I just caught a student using a paraphrasing tool for some work. It was obvious because of the bizarre language of their work. I tracked the orginal text down to Wikipedia.

But I also found on using a few that they are getting better and probably harder to detect.

I'm inclined to raise the stakes with this. With a lot of plagiarism I just give a 0 for the work submitted. But with the use of paraphrasing tools, I'm inclined to fail the student for the course. Not because it is a worse form of cheating, but because it needs to be a dangerous thing for students to attempt.

Have others found this kind of cheating is in getting more common?
"When fascism comes to America, it will be wrapped in the flag and carrying a cross."—Sinclair Lewis

ciao_yall

Quote from: downer on October 27, 2021, 10:47:32 AM
I just caught a student using a paraphrasing tool for some work. It was obvious because of the bizarre language of their work. I tracked the orginal text down to Wikipedia.

But I also found on using a few that they are getting better and probably harder to detect.

I'm inclined to raise the stakes with this. With a lot of plagiarism I just give a 0 for the work submitted. But with the use of paraphrasing tools, I'm inclined to fail the student for the course. Not because it is a worse form of cheating, but because it needs to be a dangerous thing for students to attempt.

Have others found this kind of cheating is in getting more common?

Yes. They copy/paste and run it through the tool. Feels suspicious but can't match it to anything.

The goal is to create assignments that are hard to copy/paste, then hope for the best and get over yourself if you miss something.

Parasaurolophus

Yeah, I get this a lot. I dunno what the best response is.

I also once had someone just paste 1k words from the middle of the assigned as the reading for their 1k word essay. That actually took me a long time to figure out.
I know it's a genus.

marshwiggle

Quote from: downer on October 27, 2021, 10:47:32 AM
I just caught a student using a paraphrasing tool for some work. It was obvious because of the bizarre language of their work. I tracked the orginal text down to Wikipedia.

But I also found on using a few that they are getting better and probably harder to detect.

I'm inclined to raise the stakes with this. With a lot of plagiarism I just give a 0 for the work submitted. But with the use of paraphrasing tools, I'm inclined to fail the student for the course. Not because it is a worse form of cheating, but because it needs to be a dangerous thing for students to attempt.
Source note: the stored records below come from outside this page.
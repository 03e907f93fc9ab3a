//! Supplier records.

use crate::model::{expect_fields, parse_id, required, FieldError, WireRecord};
use serde::{Deserialize, Serialize};

/// Number of wire fields in a supplier record, id included.
pub const SUPPLIER_FIELDS: usize = 7;

/// A supplier.
///
/// Wire form: `id|company|contactName|phone|email|address|notes`.
#[derive(Debug, Clone, PartialEq, Eq, Serialize, Deserialize)]
#[serde(rename_all = "camelCase")]
pub struct Supplier {
    /// Server-assigned id; `None` until the store assigns one
    pub id: Option<i64>,
    pub company: String,
    pub contact_name: String,
    pub phone: String,
    pub email: String,
    pub address: String,
    /// Last field, so it may contain `|`
    pub notes: String,
}

impl Supplier {
    /// Builds a supplier from its seven decoded wire fields.
    ///
    /// An empty id field yields `id: None` (used when adding).
    pub fn from_fields(fields: &[&str]) -> Result<Self, FieldError> {
        expect_fields(fields, SUPPLIER_FIELDS)?;

        let id = match fields[0].trim() {
            "" => None,
            id => Some(parse_id("Supplier id", id)?),
        };

        Ok(Self {
            id,
            company: required("Company", fields[1])?,
            contact_name: fields[2].to_string(),
            phone: fields[3].trim().to_string(),
            email: fields[4].trim().to_string(),
            address: fields[5].to_string(),
            notes: fields[6].to_string(),
        })
    }
}

impl WireRecord for Supplier {
    fn to_wire(&self) -> String {
        format!(
            "{}|{}|{}|{}|{}|{}|{}",
            self.id.map(|id| id.to_string()).unwrap_or_default(),
            self.company,
            self.contact_name,
            self.phone,
            self.email,
            self.address,
            self.notes
        )
    }
}
//! Credential Hasher
//!
//! One-way adaptive hashing of login secrets with Argon2id. Each hash gets
//! its own random salt and is stored in PHC string form
//! (`$argon2id$v=19$m=...,t=...,p=...$salt$hash`), so verification always
//! uses the parameters the hash was created with.
//!
//! Hashing is deliberately slow. Async callers go through [`hash_blocking`]
//! and [`verify_blocking`], which move the work onto the blocking thread
//! pool so sessions on other workers keep running.

use argon2::password_hash::rand_core::OsRng;
use argon2::password_hash::{PasswordHash, PasswordHasher, PasswordVerifier, SaltString};
use argon2::{Algorithm, Argon2, Params, Version};
use std::sync::Arc;
use thiserror::Error;
use tracing::error;

/// Default memory cost in KiB.
pub const DEFAULT_MEMORY_KIB: u32 = 19_456;

/// Default number of passes.
pub const DEFAULT_ITERATIONS: u32 = 2;

/// Default degree of parallelism.
pub const DEFAULT_PARALLELISM: u32 = 1;

/// Errors from hashing a secret.
#[derive(Debug, Error, Clone, PartialEq, Eq)]
pub enum HashError {
    /// The configured work factor is outside what Argon2 accepts
    #[error("invalid hash parameters: {0}")]
    Params(String),

    /// Computing the hash failed
    #[error("hashing failed: {0}")]
    Hash(String),

    /// The blocking hash task did not complete
    #[error("hash task failed: {0}")]
    Task(String),
}

/// Argon2 work factor.
#[derive(Debug, Clone, Copy, PartialEq, Eq)]
pub struct HashParams {
    pub memory_kib: u32,
    pub iterations: u32,
    pub parallelism: u32,
}

impl Default for HashParams {
    fn default() -> Self {
        Self {
            memory_kib: DEFAULT_MEMORY_KIB,
            iterations: DEFAULT_ITERATIONS,
            parallelism: DEFAULT_PARALLELISM,
        }
    }
}

#[cfg(test)]
impl HashParams {
    /// The cheapest work factor Argon2 accepts.
    pub(crate) fn fast() -> Self {
        Self {
            memory_kib: 256,
            iterations: 1,
            parallelism: 1,
        }
    }
}

/// Hashes and verifies login secrets.
pub trait CredentialHasher: Send + Sync + 'static {
    /// Hashes `plaintext` with a fresh random salt.
    fn hash(&self, plaintext: &str) -> Result<String, HashError>;

    /// Checks `plaintext` against a stored hash.
    ///
    /// Returns `false` for a structurally invalid hash rather than failing.
    fn verify(&self, plaintext: &str, hash: &str) -> bool;

    /// A valid hash of an unguessable secret, computed with the same work
    /// factor as real hashes. Verifying against it costs the same as
    /// verifying a real account.
    fn dummy_hash(&self) -> &str;
}

/// Argon2id implementation of [`CredentialHasher`].
pub struct Argon2Hasher {
    argon2: Argon2<'static>,
    params: HashParams,
    dummy: String,
}

impl std::fmt::Debug for Argon2Hasher {
    fn fmt(&self, f: &mut std::fmt::Formatter<'_>) -> std::fmt::Result {
        f.debug_struct("Argon2Hasher")
            .field("params", &self.params)
            .finish_non_exhaustive()
    }
}

impl Argon2Hasher {
    /// Creates a hasher with the given work factor.
    ///
    /// Computes the dummy hash up front, so this call is itself slow.
    pub fn new(params: HashParams) -> Result<Self, HashError> {
        let argon_params = Params::new(
            params.memory_kib,
            params.iterations,
            params.parallelism,
            None,
        )
        .map_err(|e| HashError::Params(e.to_string()))?;

        let argon2 = Argon2::new(Algorithm::Argon2id, Version::V0x13, argon_params);

        let mut hasher = Self {
            argon2,
            params,
            dummy: String::new(),
        };
        let secret = SaltString::generate(&mut OsRng);
        hasher.dummy = hasher.hash(secret.as_str())?;
        Ok(hasher)
    }

    pub fn params(&self) -> HashParams {
        self.params
    }
}

impl CredentialHasher for Argon2Hasher {
    fn hash(&self, plaintext: &str) -> Result<String, HashError> {
        let salt = SaltString::generate(&mut OsRng);
        self.argon2
            .hash_password(plaintext.as_bytes(), &salt)
            .map(|hash| hash.to_string())
            .map_err(|e| HashError::Hash(e.to_string()))
    }

    fn verify(&self, plaintext: &str, hash: &str) -> bool {
        let Ok(parsed) = PasswordHash::new(hash) else {
            return false;
        };
        self.argon2
            .verify_password(plaintext.as_bytes(), &parsed)
            .is_ok()
    }

    fn dummy_hash(&self) -> &str {
        &self.dummy
    }
}

/// Returns true if `value` is a complete Argon2 hash in PHC string form.
///
/// A complete hash names an Argon2 variant and carries a version, valid
/// cost parameters, a salt and a hash output. Strings that merely parse as
/// PHC, such as `$argon2id$hunter2`, do not qualify.
pub fn is_password_hash(value: &str) -> bool {
    let Ok(parsed) = PasswordHash::new(value) else {
        return false;
    };
    Algorithm::try_from(parsed.algorithm).is_ok()
        && parsed.version.is_some()
        && parsed.salt.is_some()
        && parsed.hash.is_some()
        && Params::try_from(&parsed).is_ok()
}

/// Hashes `plaintext` on the blocking thread pool.
pub async fn hash_blocking(
    hasher: Arc<dyn CredentialHasher>,
    plaintext: String,
) -> Result<String, HashError> {
    tokio::task::spawn_blocking(move || hasher.hash(&plaintext))
        .await
        .map_err(|e| HashError::Task(e.to_string()))?
}

/// Verifies `plaintext` against `hash` on the blocking thread pool.
///
/// A failed task counts as a mismatch.
pub async fn verify_blocking(
    hasher: Arc<dyn CredentialHasher>,
    plaintext: String,
    hash: String,
) -> bool {
    match tokio::task::spawn_blocking(move || hasher.verify(&plaintext, &hash)).await {
        Ok(matched) => matched,
        Err(e) => {
            error!(error = %e, "Credential verification task failed");
            false
        }
    }
}

/// Turns a submitted credential field into the hash to store.
///
/// A value that is already an Argon2 PHC hash is kept as-is; anything else
/// is treated as a plaintext secret and hashed.
pub async fn resolve_credential(
    hasher: Arc<dyn CredentialHasher>,
    field: String,
) -> Result<String, HashError> {
    if is_password_hash(&field) {
        return Ok(field);
    }
    hash_blocking(hasher, field).await
}
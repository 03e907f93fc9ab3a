//! Errors raised while executing a command.

use crate::auth::HashError;
use crate::model::FieldError;
use crate::protocol::ParseError;
use crate::storage::{Entity, StoreError};
use thiserror::Error;

/// Sanitized text for any store fault other than a duplicate or missing key.
pub const DATABASE_ERROR: &str = "Database error, please try again.";

/// Sanitized text for a panic or other unexpected dispatch fault.
pub const INTERNAL_ERROR: &str = "Internal server error.";

/// A command failed before, during or after its collaborator call.
#[derive(Debug, Error)]
pub enum CommandError {
    /// The payload did not have the expected shape
    #[error(transparent)]
    Parse(#[from] ParseError),

    /// A record field failed validation
    #[error(transparent)]
    Field(#[from] FieldError),

    /// The backing store reported a fault
    #[error(transparent)]
    Store(#[from] StoreError),

    /// Hashing a credential failed
    #[error(transparent)]
    Hash(#[from] HashError),

    /// One record of a bulk payload was invalid
    #[error("record {index}: {source}")]
    BatchRecord {
        /// 1-based position in the batch
        index: usize,
        #[source]
        source: Box<CommandError>,
    },
}

impl CommandError {
    /// Returns true if the detail must stay in the server log.
    pub fn is_internal(&self) -> bool {
        match self {
            CommandError::Store(StoreError::Duplicate { .. } | StoreError::NotFound { .. }) => {
                false
            }
            CommandError::Store(_) | CommandError::Hash(_) => true,
            CommandError::BatchRecord { source, .. } => source.is_internal(),
            CommandError::Parse(_) | CommandError::Field(_) => false,
        }
    }

    /// The message sent to the client inside the `FAILURE` response.
    pub fn user_message(&self) -> String {
        match self {
            CommandError::Parse(e) => e.to_string(),
            CommandError::Field(e) => e.to_string(),
            CommandError::Store(StoreError::Duplicate { entity, key }) => {
                duplicate_message(*entity, key)
            }
            CommandError::Store(StoreError::NotFound { entity, key }) => {
                not_found_message(*entity, key)
            }
            CommandError::Store(_) | CommandError::Hash(_) => DATABASE_ERROR.to_string(),
            CommandError::BatchRecord { index, source } => {
                if source.is_internal() {
                    source.user_message()
                } else {
                    format!("Record {index}: {}", source.user_message())
                }
            }
        }
    }
}

fn duplicate_message(entity: Entity, key: &str) -> String {
    match entity {
        Entity::Product => format!("A product with SKU '{key}' already exists."),
        Entity::User => format!("An account with email '{key}' already exists."),
        Entity::Supplier => format!("Supplier '{key}' already exists."),
    }
}

fn not_found_message(entity: Entity, key: &str) -> String {
    match entity {
        Entity::Product => format!("Product with SKU '{key}' not found."),
        Entity::User => format!("User with id '{key}' not found."),
        Entity::Supplier => format!("Supplier with id '{key}' not found."),
    }
}

#[cfg(test)]
mod tests {
    use super::*;

    #[test]
    fn test_duplicate_message() {
        let err = CommandError::Store(StoreError::Duplicate {
            entity: Entity::Product,
            key: "SKU1".into(),
        });
        assert_eq!(err.user_message(), "A product with SKU 'SKU1' already exists.");
        assert!(!err.is_internal());
    }

    #[test]
    fn test_store_faults_are_sanitized() {
        let err = CommandError::Store(StoreError::Unavailable);
        assert_eq!(err.user_message(), DATABASE_ERROR);
        assert!(err.is_internal());

        let err = CommandError::Store(StoreError::Io(std::io::Error::other("disk full")));
        assert_eq!(err.user_message(), DATABASE_ERROR);
    }

    #[test]
    fn test_batch_record_message() {
        let err = CommandError::BatchRecord {
            index: 2,
            source: Box::new(ParseError::FieldCount {
                expected: 7,
                found: 6,
            }
            .into()),
        };
        assert_eq!(err.user_message(), "Record 2: Expected 7 fields but received 6.");
    }
}
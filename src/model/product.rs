//! Product records.

use crate::model::{expect_fields, parse_count, required, FieldError, WireRecord};
use rust_decimal::Decimal;
use serde::{Deserialize, Serialize};
use std::str::FromStr;

/// Number of wire fields in a product record.
pub const PRODUCT_FIELDS: usize = 7;

/// Maximum SKU length in characters.
pub const SKU_MAX_LEN: usize = 32;

/// Maximum description length in characters.
pub const DESCRIPTION_MAX_LEN: usize = 10_000;

/// Products at or below this quantity are flagged as low stock.
pub const LOW_STOCK_THRESHOLD: u32 = 10;

/// A stocked product, keyed by its SKU.
///
/// Wire form: `sku|brand|name|description|quantity|price|imageUrl`.
#[derive(Debug, Clone, PartialEq, Eq, Serialize, Deserialize)]
#[serde(rename_all = "camelCase")]
pub struct Product {
    /// Unique key; immutable once created
    pub sku: String,
    pub brand: String,
    pub name: String,
    pub description: String,
    pub quantity: u32,
    /// Non-negative, at most two decimal places; scale is preserved as sent
    pub price: Decimal,
    pub image_url: String,
}

impl Product {
    /// Builds a product from its seven decoded wire fields.
    ///
    /// The image URL is the last field and may contain `|`.
    pub fn from_fields(fields: &[&str]) -> Result<Self, FieldError> {
        expect_fields(fields, PRODUCT_FIELDS)?;

        let sku = validate_sku(fields[0])?;
        let name = required("Name", fields[2])?;

        let description = fields[3].to_string();
        if description.chars().count() > DESCRIPTION_MAX_LEN {
            return Err(FieldError::TooLong {
                field: "Description",
                max: DESCRIPTION_MAX_LEN,
            });
        }

        Ok(Self {
            sku,
            brand: fields[1].to_string(),
            name,
            description,
            quantity: parse_count("Quantity", fields[4])?,
            price: parse_price(fields[5])?,
            image_url: fields[6].to_string(),
        })
    }

    /// Returns true when the quantity is at or below [`LOW_STOCK_THRESHOLD`].
    pub fn is_low_stock(&self) -> bool {
        self.quantity <= LOW_STOCK_THRESHOLD
    }
}

impl WireRecord for Product {
    fn to_wire(&self) -> String {
        format!(
            "{}|{}|{}|{}|{}|{}|{}",
            self.sku,
            self.brand,
            self.name,
            self.description,
            self.quantity,
            self.price,
            self.image_url
        )
    }
}

/// Validates a SKU: 1-32 characters of ASCII alphanumerics, `.`, `_`, `/`, `-`.
pub fn validate_sku(value: &str) -> Result<String, FieldError> {
    let sku = value.trim();

    if sku.is_empty() {
        return Err(FieldError::Missing { field: "SKU" });
    }
    if sku.len() > SKU_MAX_LEN {
        return Err(FieldError::TooLong {
            field: "SKU",
            max: SKU_MAX_LEN,
        });
    }

    let valid = sku
        .chars()
        .all(|c| c.is_ascii_alphanumeric() || matches!(c, '.' | '_' | '/' | '-'));
    if !valid {
        return Err(FieldError::InvalidSku(sku.to_string()));
    }

    Ok(sku.to_string())
}

/// Parses a non-negative price with at most two significant decimal places.
///
/// Trailing zeros past the second place are dropped, so `1.500` is stored
/// as `1.50` while `7` and `5.5` keep their scale.
fn parse_price(value: &str) -> Result<Decimal, FieldError> {
    let value = value.trim();
    let mut price = Decimal::from_str(value).map_err(|_| FieldError::NotANumber {
        field: "Price",
        value: value.to_string(),
    })?;

    if price.is_sign_negative() && !price.is_zero() {
        return Err(FieldError::Negative { field: "Price" });
    }
    if price.normalize().scale() > 2 {
        return Err(FieldError::TooPrecise);
    }
    if price.scale() > 2 {
        price.rescale(2);
    }

    Ok(price)
}
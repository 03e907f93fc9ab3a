//! Server configuration.
//!
//! Every setting can come from a command-line flag or a `STOCKROOM_*`
//! environment variable; flags win.

use crate::auth::{HashParams, DEFAULT_ITERATIONS, DEFAULT_MEMORY_KIB, DEFAULT_PARALLELISM};
use crate::server::ServerOptions;
use crate::storage::PoolConfig;
use clap::Parser;
use std::path::PathBuf;
use std::time::Duration;
use thiserror::Error;

/// Configuration errors found before startup.
#[derive(Debug, Error, PartialEq, Eq)]
pub enum ConfigError {
    #[error("port must not be 0")]
    ZeroPort,

    #[error("--workers must be at least 1")]
    ZeroWorkers,

    #[error("--pool-size must be at least 1")]
    ZeroPoolSize,

    #[error("{kind} file not found: {path}")]
    MissingFile { kind: &'static str, path: PathBuf },
}

#[derive(Parser, Debug, Clone)]
#[command(
    name = "stockroom",
    version,
    about = "TLS inventory server for products, users and suppliers"
)]
pub struct ServerConfig {
    /// Host to bind to
    #[arg(long, env = "STOCKROOM_HOST", default_value = crate::DEFAULT_HOST)]
    pub host: String,

    /// Port to listen on
    #[arg(short, long, env = "STOCKROOM_PORT", default_value_t = crate::DEFAULT_PORT)]
    pub port: u16,

    /// Number of sessions served concurrently
    #[arg(long, env = "STOCKROOM_WORKERS", default_value_t = crate::DEFAULT_WORKERS)]
    pub workers: usize,

    /// Maximum store connections in the pool
    #[arg(long, env = "STOCKROOM_POOL_SIZE", default_value_t = 10)]
    pub pool_size: u32,

    /// Seconds to wait for a free store connection
    #[arg(long, env = "STOCKROOM_POOL_TIMEOUT_SECS", default_value_t = 5)]
    pub pool_timeout_secs: u64,

    /// PEM certificate chain presented to clients
    #[arg(long, env = "STOCKROOM_CERT", value_name = "FILE")]
    pub cert: PathBuf,

    /// PEM private key for the certificate
    #[arg(long, env = "STOCKROOM_KEY", value_name = "FILE")]
    pub key: PathBuf,

    /// JSON snapshot file; the store is memory-only when omitted
    #[arg(long, env = "STOCKROOM_DATA_FILE", value_name = "FILE")]
    pub data_file: Option<PathBuf>,

    /// Seconds to wait for in-flight sessions at shutdown
    #[arg(long, env = "STOCKROOM_SHUTDOWN_GRACE_SECS", default_value_t = 30)]
    pub shutdown_grace_secs: u64,

    /// Seconds a client has to complete the TLS handshake
    #[arg(long, env = "STOCKROOM_HANDSHAKE_TIMEOUT_SECS", default_value_t = 10)]
    pub handshake_timeout_secs: u64,

    /// Argon2 memory cost in KiB
    #[arg(long, env = "STOCKROOM_HASH_MEMORY_KIB", default_value_t = DEFAULT_MEMORY_KIB)]
    pub hash_memory_kib: u32,

    /// Argon2 iteration count
    #[arg(long, env = "STOCKROOM_HASH_ITERATIONS", default_value_t = DEFAULT_ITERATIONS)]
    pub hash_iterations: u32,

    /// Argon2 lanes
    #[arg(long, env = "STOCKROOM_HASH_PARALLELISM", default_value_t = DEFAULT_PARALLELISM)]
    pub hash_parallelism: u32,
}

impl ServerConfig {
    /// Checks settings that clap cannot express.
    pub fn validate(&self) -> Result<(), ConfigError> {
        if self.port == 0 {
            return Err(ConfigError::ZeroPort);
        }
        if self.workers == 0 {
            return Err(ConfigError::ZeroWorkers);
        }
        if self.pool_size == 0 {
            return Err(ConfigError::ZeroPoolSize);
        }
        for (kind, path) in [("certificate", &self.cert), ("key", &self.key)] {
            if !path.is_file() {
                return Err(ConfigError::MissingFile {
                    kind,
                    path: path.clone(),
                });
            }
        }
        Ok(())
    }

    /// Returns the bind address as a string
    pub fn bind_address(&self) -> String {
        format!("{}:{}", self.host, self.port)
    }

    pub fn server_options(&self) -> ServerOptions {
        ServerOptions {
            workers: self.workers,
            shutdown_grace: Duration::from_secs(self.shutdown_grace_secs),
            handshake_timeout: Duration::from_secs(self.handshake_timeout_secs),
        }
    }

    pub fn pool_config(&self) -> PoolConfig {
        PoolConfig {
            max_size: self.pool_size,
            connection_timeout: Duration::from_secs(self.pool_timeout_secs),
        }
    }

    pub fn hash_params(&self) -> HashParams {
        HashParams {
            memory_kib: self.hash_memory_kib,
            iterations: self.hash_iterations,
            parallelism: self.hash_parallelism,
        }
    }
}
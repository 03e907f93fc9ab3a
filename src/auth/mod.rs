//! Authentication Module
//!
//! Credential hashing and the login lockout state machine.
//!
//! - [`hasher`]: Argon2id hashing behind the [`CredentialHasher`] trait
//! - [`lockout`]: the LOGIN sequence with per-account failed-attempt counting

pub mod hasher;
pub mod lockout;

pub use hasher::{
    hash_blocking, is_password_hash, resolve_credential, verify_blocking, Argon2Hasher,
    CredentialHasher, HashError, HashParams, DEFAULT_ITERATIONS, DEFAULT_MEMORY_KIB,
    DEFAULT_PARALLELISM,
};
pub use lockout::{
    AccountState, LoginGuard, LoginOutcome, ACCOUNT_LOCKED, INVALID_CREDENTIALS,
    LOCKOUT_THRESHOLD,
};
//! Entity Records
//!
//! Plain value records exchanged across the wire and stored by the backing
//! store. The command dispatcher builds a fresh record per request from the
//! decoded fields and hands it to exactly one collaborator call.
//!
//! Every record knows how to validate itself from decoded `&str` fields
//! (`from_fields`) and how to render itself in the `|`-delimited wire form
//! ([`WireRecord::to_wire`]).

pub mod product;
pub mod supplier;
pub mod user;

pub use product::{Product, DESCRIPTION_MAX_LEN, LOW_STOCK_THRESHOLD, PRODUCT_FIELDS, SKU_MAX_LEN};
pub use supplier::{Supplier, SUPPLIER_FIELDS};
pub use user::{Role, User, SIGNUP_FIELDS, USER_UPDATE_FIELDS};

use thiserror::Error;

/// A record that can be rendered in the `|`-delimited wire form.
pub trait WireRecord {
    /// Renders the record's fields joined by `|`.
    fn to_wire(&self) -> String;
}

/// Validation failures for individual record fields.
///
/// The `Display` text is sent to the client inside a `FAILURE` response.
#[derive(Debug, Error, Clone, PartialEq, Eq)]
pub enum FieldError {
    /// The record had the wrong number of fields
    #[error("Expected {expected} fields but received {found}.")]
    FieldCount { expected: usize, found: usize },

    /// A required field was empty
    #[error("{field} is required.")]
    Missing { field: &'static str },

    /// A numeric field did not parse
    #[error("{field} must be a number, got '{value}'.")]
    NotANumber { field: &'static str, value: String },

    /// A numeric field was negative
    #[error("{field} must not be negative.")]
    Negative { field: &'static str },

    /// A numeric field was outside its allowed range
    #[error("{field} is out of range.")]
    OutOfRange { field: &'static str },

    /// A price had more than two decimal places
    #[error("Price may have at most 2 decimal places.")]
    TooPrecise,

    /// A field exceeded its maximum length
    #[error("{field} must be at most {max} characters.")]
    TooLong { field: &'static str, max: usize },

    /// A SKU contained characters outside the allowed set
    #[error("SKU '{0}' may only contain letters, digits, '.', '_', '/' and '-'.")]
    InvalidSku(String),

    /// An email address was malformed
    #[error("'{0}' is not a valid email address.")]
    InvalidEmail(String),

    /// A role was neither admin nor staff
    #[error("Role must be 'admin' or 'staff', got '{0}'.")]
    InvalidRole(String),
}

/// Checks that a record has exactly `expected` fields.
pub(crate) fn expect_fields(fields: &[&str], expected: usize) -> Result<(), FieldError> {
    if fields.len() != expected {
        return Err(FieldError::FieldCount {
            expected,
            found: fields.len(),
        });
    }
    Ok(())
}

/// Returns the field unchanged, or an error if it is blank.
pub(crate) fn required(field: &'static str, value: &str) -> Result<String, FieldError> {
    if value.trim().is_empty() {
        return Err(FieldError::Missing { field });
    }
    Ok(value.to_string())
}

/// Parses a non-negative whole number that fits in a `u32`.
pub(crate) fn parse_count(field: &'static str, value: &str) -> Result<u32, FieldError> {
    let value = value.trim();
    let n: i64 = value.parse().map_err(|_| FieldError::NotANumber {
        field,
        value: value.to_string(),
    })?;

    if n < 0 {
        return Err(FieldError::Negative { field });
    }

    u32::try_from(n).map_err(|_| FieldError::OutOfRange { field })
}

/// Parses a server-assigned record id.
pub(crate) fn parse_id(field: &'static str, value: &str) -> Result<i64, FieldError> {
    let value = value.trim();
    let id: i64 = value.parse().map_err(|_| FieldError::NotANumber {
        field,
        value: value.to_string(),
    })?;

    if id < 0 {
        return Err(FieldError::Negative { field });
    }
    Ok(id)
}

/// Normalizes an email address for storage and lookup.
pub fn normalize_email(value: &str) -> String {
    value.trim().to_lowercase()
}

/// Validates and normalizes a required email address.
pub(crate) fn parse_email(value: &str) -> Result<String, FieldError> {
    let email = normalize_email(value);
    if email.is_empty() {
        return Err(FieldError::Missing { field: "Email" });
    }

    match email.split_once('@') {
        Some((local, domain)) if !local.is_empty() && !domain.is_empty() => Ok(email),
        _ => Err(FieldError::InvalidEmail(email)),
    }
}
//! Command Handler Module
//!
//! This module implements the command processing layer. It receives one
//! decoded request line, validates the payload for its command, calls the
//! matching collaborator, and renders one response.
//!
//! ## Architecture
//!
//! ```text
//! Client Request
//!       │
//!       ▼
//! ┌─────────────────┐
//! │  Codec          │  (protocol module)
//! └────────┬────────┘
//!          │
//!          ▼
//! ┌─────────────────┐
//! │ CommandHandler  │  (this module)
//! │                 │
//! │  - Resolve      │  Command::from_name
//! │  - Validate     │  split_fields + from_fields
//! │  - Execute      │  one collaborator call
//! └────────┬────────┘
//!          │
//!          ▼
//! ┌─────────────────┐
//! │ Repositories    │  (storage module, via the pool)
//! │ LoginGuard      │  (auth module)
//! └─────────────────┘
//! ```

pub mod command;
pub mod error;
pub mod handler;

pub use command::Command;
pub use error::{CommandError, DATABASE_ERROR, INTERNAL_ERROR};
pub use handler::CommandHandler;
I'd want to have incredibly solid evidence to back up failing someone for what is not demonstratable plagiarism.

In any kind of court, where one is innocent until proven guilty, the student would have the benefit of the doubt on that.
It takes so little to be above average.

downer

"When fascism comes to America, it will be wrapped in the flag and carrying a cross."—Sinclair Lewis

the_geneticist

Quote from: downer on October 27, 2021, 10:47:32 AM
I just caught a student using a paraphrasing tool for some work. It was obvious because of the bizarre language of their work. I tracked the orginal text down to Wikipedia.

But I also found on using a few that they are getting better and probably harder to detect.

I'm inclined to raise the stakes with this. With a lot of plagiarism I just give a 0 for the work submitted. But with the use of paraphrasing tools, I'm inclined to fail the student for the course. Not because it is a worse form of cheating, but because it needs to be a dangerous thing for students to attempt.

Have others found this kind of cheating is in getting more common?

Fail them for every assignment that is proven to be paraphrased.  It might be enough for them to fail the course already.
I'd contact the student conduct/honor court folks.

Parasaurolophus

Quote from: marshwiggle on October 27, 2021, 11:01:26 AM
Quote from: downer on October 27, 2021, 10:47:32 AM
I just caught a student using a paraphrasing tool for some work. It was obvious because of the bizarre language of their work. I tracked the orginal text down to Wikipedia.

But I also found on using a few that they are getting better and probably harder to detect.

I'm inclined to raise the stakes with this. With a lot of plagiarism I just give a 0 for the work submitted. But with the use of paraphrasing tools, I'm inclined to fail the student for the course. Not because it is a worse form of cheating, but because it needs to be a dangerous thing for students to attempt.


I'd want to have incredibly solid evidence to back up failing someone for what is not demonstratable plagiarism.

In any kind of court, where one is innocent until proven guilty, the student would have the benefit of the doubt on that.

This kind of paraphrasing is plagiarism, of course.
I know it's a genus.

marshwiggle

Quote from: Parasaurolophus on October 27, 2021, 11:13:26 AM
Quote from: marshwiggle on October 27, 2021, 11:01:26 AM
Quote from: downer on October 27, 2021, 10:47:32 AM
I just caught a student using a paraphrasing tool for some work. It was obvious because of the bizarre language of their work. I tracked the orginal text down to Wikipedia.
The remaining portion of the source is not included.